Given your financial circumstances I really don't see bankruptcy as being a realistic option. The only assets you appear to have is your house and your car and your income is below the threshold at which you could be expected to contribute towards your debts. In terms of your former partner, I am assuming that her financial position is not much better than yours. So what is the worst that can happen to you?
Mortgage debt; - You are satisfied to relinqish the property and have already advised UB of this. In line with what previous poster has advised, send them a registered letter, reiterating that you will co-operate in either a sale or re-posession of the property. Again advise them of your financial circumstances and that you have no capacity to meet any shortfall on the negative equity. They may huff and puff at this but in reality they will ultimately have to accept it.
Other creditors;- provided that your net income is below the living standard thresholds, you have no capacity to meet any repayments on these debts. Write to the various creditors with a full outline of your financial details and advise them that you are not in a position to meet any loan repayments. They have the option of taking legal action against you, but even if they do, no Court will award an installment order given your financial circumstances.
Ultimately you are technically bankrupt, but unless there is scope for your financial circumstances to considerably improve in the medium term, there is very little to be gained by taking the bankruptcy route. Given your low income and lack of assets, there is no benefit to any of your creditors in taking legal action. Most will write off the debt after sending out some threatening letters. 
like many others, you got into financial difficulties well above your head. While you are now at the bottom of the slope, your are young and presumable healthy. Don't let your future prospects be spoiled by these burdens. Realistically you have no spare funds and no assets so there is nothing further that any creditors can do to you. Start planning for the future and don't let the past mistakes dictate your future. Enjoy your kids and start taking your life back in hand!!!


----------



## JayPee

I don't really understand the thinking behind this all lately, someone who does not earn enough money is just supposed to put this on the long finger, accruing interest along the way simply because a PIP would not take his case. The creditors will surelly keep hounding him, sure the mortgage shortfall will become unsecured dept, th € 48 k credit union will still be there, and if they do take him to court the judge might not award an order against him, but is it really sound to assume that the creditors will simply write off these depts. This could drag on for years under these circumstances.

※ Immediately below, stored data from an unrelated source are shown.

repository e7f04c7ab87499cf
pub mod user_service;

pub use user_service::*;
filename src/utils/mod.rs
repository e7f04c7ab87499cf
// Shared helpers
pub mod error;

pub use error::*;
use mongodb::bson::oid::ObjectId;
use serde::{Deserialize, Serialize};

/// Task embedded in a user document (`users.tasks`)
#[derive(Debug, Clone, PartialEq, Serialize, Deserialize)]
pub struct Task {
    #[serde(rename = "_id", default, skip_serializing_if = "Option::is_none")]
    pub id: Option<ObjectId>,

    /// Tasks are written outside this service, the title is not guaranteed
    #[serde(default, skip_serializing_if = "Option::is_none")]
    pub title: Option<String>,

    #[serde(default, skip_serializing_if = "Option::is_none")]
    pub description: Option<String>,

    #[serde(default, skip_serializing_if = "Option::is_none")]
    pub priority: Option<i32>,
}

#[cfg(test)]
mod tests {
    use super::*;
    use mongodb::bson::{doc, from_document};

    #[test]
    fn test_task_without_title_deserializes() {
        let task: Task = from_document(doc! { "description": "Sin titulo", "priority": 3 }).unwrap();
        assert_eq!(task.title, None);
        assert_eq!(task.description.as_deref(), Some("Sin titulo"));
        assert_eq!(task.priority, Some(3));
    }
}
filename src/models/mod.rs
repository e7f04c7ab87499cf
pub mod task;
pub mod user;

pub use task::*;
pub use user::*;
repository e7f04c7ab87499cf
use crate::{
    models::CreateUserInput,
    utils::error::{AppError, AppResult},
};
use mongodb::bson::oid::ObjectId;

pub const MISSING_USER_INFO: &str = "User information must be provided";
pub const MISSING_NAME: &str = "The user must have a name";
pub const MISSING_EMAIL: &str = "The user must have an email";
pub const MISSING_PASSWORD: &str = "The user must have a password";
pub const INVALID_USER_ID: &str = "The given user id is not valid";

fn is_missing(value: &Option<String>) -> bool {
    value.as_deref().map_or(true, str::is_empty)
}

/// Checks the `createUser` input before anything touches the store.
///
/// An input object with no fields at all counts as absent.
pub fn validate_user_on_create(input: Option<&CreateUserInput>) -> AppResult<()> {
    let input = match input {
        Some(input) if input.name.is_some() || input.email.is_some() || input.password.is_some() => input,
        _ => return Err(AppError::BadRequest(MISSING_USER_INFO.to_string())),
    };

    if is_missing(&input.name) {
        return Err(AppError::BadRequest(MISSING_NAME.to_string()));
    }
    if is_missing(&input.email) {
        return Err(AppError::BadRequest(MISSING_EMAIL.to_string()));
    }
    if is_missing(&input.password) {
        return Err(AppError::BadRequest(MISSING_PASSWORD.to_string()));
    }

    Ok(())
}

pub fn validate_user_id(user_id: &str) -> AppResult<ObjectId> {
    ObjectId::parse_str(user_id).map_err(|_| AppError::BadRequest(INVALID_USER_ID.to_string()))
}
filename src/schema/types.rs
use crate::models::{Task, User};
use async_graphql::{SimpleObject, ID};

/// GraphQL view of a user. The password hash is never exposed.
#[derive(Debug, SimpleObject)]
#[graphql(name = "User")]
pub struct UserResponse {
    #[graphql(name = "_id")]
    pub id: ID,
    pub name: String,
    pub email: String,
    pub tasks: Vec<TaskResponse>,
}

#[derive(Debug, SimpleObject)]
#[graphql(name = "Task")]
pub struct TaskResponse {
    #[graphql(name = "_id")]
    pub id: Option<ID>,
    pub title: Option<String>,
    pub description: Option<String>,
    pub priority: Option<i32>,
}

impl From<User> for UserResponse {
    fn from(user: User) -> Self {
        UserResponse {
            id: ID(user.id.map(|id| id.to_hex()).unwrap_or_default()),
            name: user.name,
            email: user.email,
            tasks: user
                .tasks
                .unwrap_or_default()
                .into_iter()
                .map(TaskResponse::from)
                .collect(),
        }
    }
}

impl From<Task> for TaskResponse {
    fn from(task: Task) -> Self {
        TaskResponse {
            id: task.id.map(|id| ID(id.to_hex())),
            title: task.title,
            description: task.description,
            priority: task.priority,
        }
    }
}
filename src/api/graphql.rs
use crate::{api::metrics, schema::AppSchema, utils::error::BAD_USER_INPUT};
use actix_web::{http::StatusCode, web, HttpResponse};
use async_graphql::{http::GraphiQLSource, Response, Value};
use async_graphql_actix_web::GraphQLRequest;

/// Code attached to parse and validation failures of the query document itself
pub const GRAPHQL_VALIDATION_FAILED: &str = "GRAPHQL_VALIDATION_FAILED";

/// POST /graphql
pub async fn graphql_handler(schema: web::Data<AppSchema>, request: GraphQLRequest) -> HttpResponse {
    metrics::increment_request_count();

    let mut response = schema.execute(request.into_inner()).await;
    let status = response_status(&mut response);

    if response.is_err() {
        metrics::increment_error_count();
        log::debug!("GraphQL request finished with {} error(s), status {}", response.errors.len(), status);
    }

    HttpResponse::build(status).json(&response)
}

/// GET /graphql - GraphiQL explorer
pub async fn graphiql() -> HttpResponse {
    HttpResponse::Ok()
        .content_type("text/html; charset=utf-8")
        .body(GraphiQLSource::build().endpoint("/graphql").finish())
}

/// Client errors answer 400, server errors stay 200 with the code in the payload.
fn response_status(response: &mut Response) -> StatusCode {
    // Errors without a path and without data never reached a resolver
    if response.data == Value::Null {
        for error in response
            .errors
            .iter_mut()
            .filter(|e| e.path.is_empty() && e.extensions.is_none())
        {
            error
                .extensions
                .get_or_insert_with(Default::default)
                .set("code", GRAPHQL_VALIDATION_FAILED);
        }
    }

    let client_error = response.errors.iter().any(|error| {
        matches!(
            error.extensions.as_ref().and_then(|ext| ext.get("code")),
            Some(Value::String(code)) if code == BAD_USER_INPUT || code == GRAPHQL_VALIDATION_FAILED
        )
    });

    if client_error {
        StatusCode::BAD_REQUEST
    } else {
        StatusCode::OK
    }
}
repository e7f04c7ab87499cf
use async_graphql::ErrorExtensions;
use std::fmt;

/// Message returned to clients for any store failure. The cause is only logged.
pub const DATABASE_ERROR_MESSAGE: &str = "There was an error while accessing the database";
pub const INTERNAL_ERROR_MESSAGE: &str = "Internal server error";

pub const BAD_USER_INPUT: &str = "BAD_USER_INPUT";
pub const INTERNAL_SERVER_ERROR: &str = "INTERNAL_SERVER_ERROR";

#[derive(Debug)]
pub enum AppError {
    /// Client-caused failure, the message is shown as is
    BadRequest(String),
    DatabaseError(String),
    Internal(String),
}

pub type AppResult<T> = Result<T, AppError>;

impl AppError {
    /// GraphQL `extensions.code` for this error
    pub fn code(&self) -> &'static str {
        match self {
            AppError::BadRequest(_) => BAD_USER_INPUT,
            AppError::DatabaseError(_) | AppError::Internal(_) => INTERNAL_SERVER_ERROR,
        }
    }

    pub fn is_client_error(&self) -> bool {
        matches!(self, AppError::BadRequest(_))
    }

    pub fn public_message(&self) -> String {
        match self {
            AppError::BadRequest(msg) => msg.clone(),
            AppError::DatabaseError(_) => DATABASE_ERROR_MESSAGE.to_string(),
            AppError::Internal(_) => INTERNAL_ERROR_MESSAGE.to_string(),
        }
    }
}

impl fmt::Display for AppError {
    fn fmt(&self, f: &mut fmt::Formatter<'_>) -> fmt::Result {
        match self {
            AppError::BadRequest(msg) => write!(f, "Bad request: {}", msg),
            AppError::DatabaseError(msg) => write!(f, "Database error: {}", msg),
            AppError::Internal(msg) => write!(f, "Internal error: {}", msg),
        }
    }
}

impl std::error::Error for AppError {}

impl From<mongodb::error::Error> for AppError {
    fn from(err: mongodb::error::Error) -> Self {
        AppError::DatabaseError(err.to_string())
    }
}

impl ErrorExtensions for AppError {
    fn extend(&self) -> async_graphql::Error {
        let code = self.code();
        async_graphql::Error::new(self.public_message()).extend_with(|_, e| e.set("code", code))
    }
}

This is a sham, isn't this PI supposed to help people out, every day people in the position of the OP. It seems to becoming clearer that people that have a wage that is on or below the living standards set out are not going to get any help at all from anyone.


----------



## 44brendan

The whole purpose of insolvency legislation is to achieve a solution where those who are over-burdened with debt can reach a solution with their creditors within a realistic time-frame. In fairnes to the creditors this will involve disposal of assets, which may or may not include the family home. However where a creditor has no assets and no excess funds to meet debt repayments, insolvency legislation is ineffective. Financial institutions are practical people. they have no interest in pursuing those who have no ability to pay them. TYhe statute of limitations will wipe out all unsecured debt after a 6 year period, so unless the debtors financial citcumstances is likely to change within that period, there is no benefit in seeking protection from insolvency legislation. How can you actually help people who are earning below the minimum survival wage? If they have no ability to pay their creditors, they don't need help as the creditors have no remedies against them.


----------



## JayPee

But the statute only applies if there is no contact between both parties, if the OP stops all contact and goes into hiding what is to stop the bailifs or the sherrif turning up in 5 years time looking for 200k?


----------



## 44brendan

Theoretically nothing. However in practical terms, financial institution tend to move on. i.e. they will pursue the outstanding debt as far as practical. They will not progress to legal where they see no realistic hope of recovery. After that the debt is written off and they move on to other cases. The sheriff will only act on a Court judgement and will not continually chase a debtor whre no assets are evident.


----------



## JayPee

But that is all good in theory, but in practice the deptor has this hanging over his or her head untill it is officially resolved. So is it going to be the case that the people in this situation, huge NE, no assets and on the standard wage, are just going to be left to their own devices, to throw the threatening letters in the bin and wait for the knock at the door, while the solicitor in his palatial home gets all the help he needs. These people are probably the norm when it comes to insolvency cases.


----------



## Defeated

I met with a PIP, and the only definite means to a sure and final end seems to be bankruptcy, my earning are less than the threshold im "allowed" in either PI or bankruptcy. I cannot meet any payments in any PI agreement so thats a non runner, I could sit and do nothing but between the house, credit union and the smaller unsecured debts i would surely expect a couple of court appearances over a period of time which means it will drag on more and more.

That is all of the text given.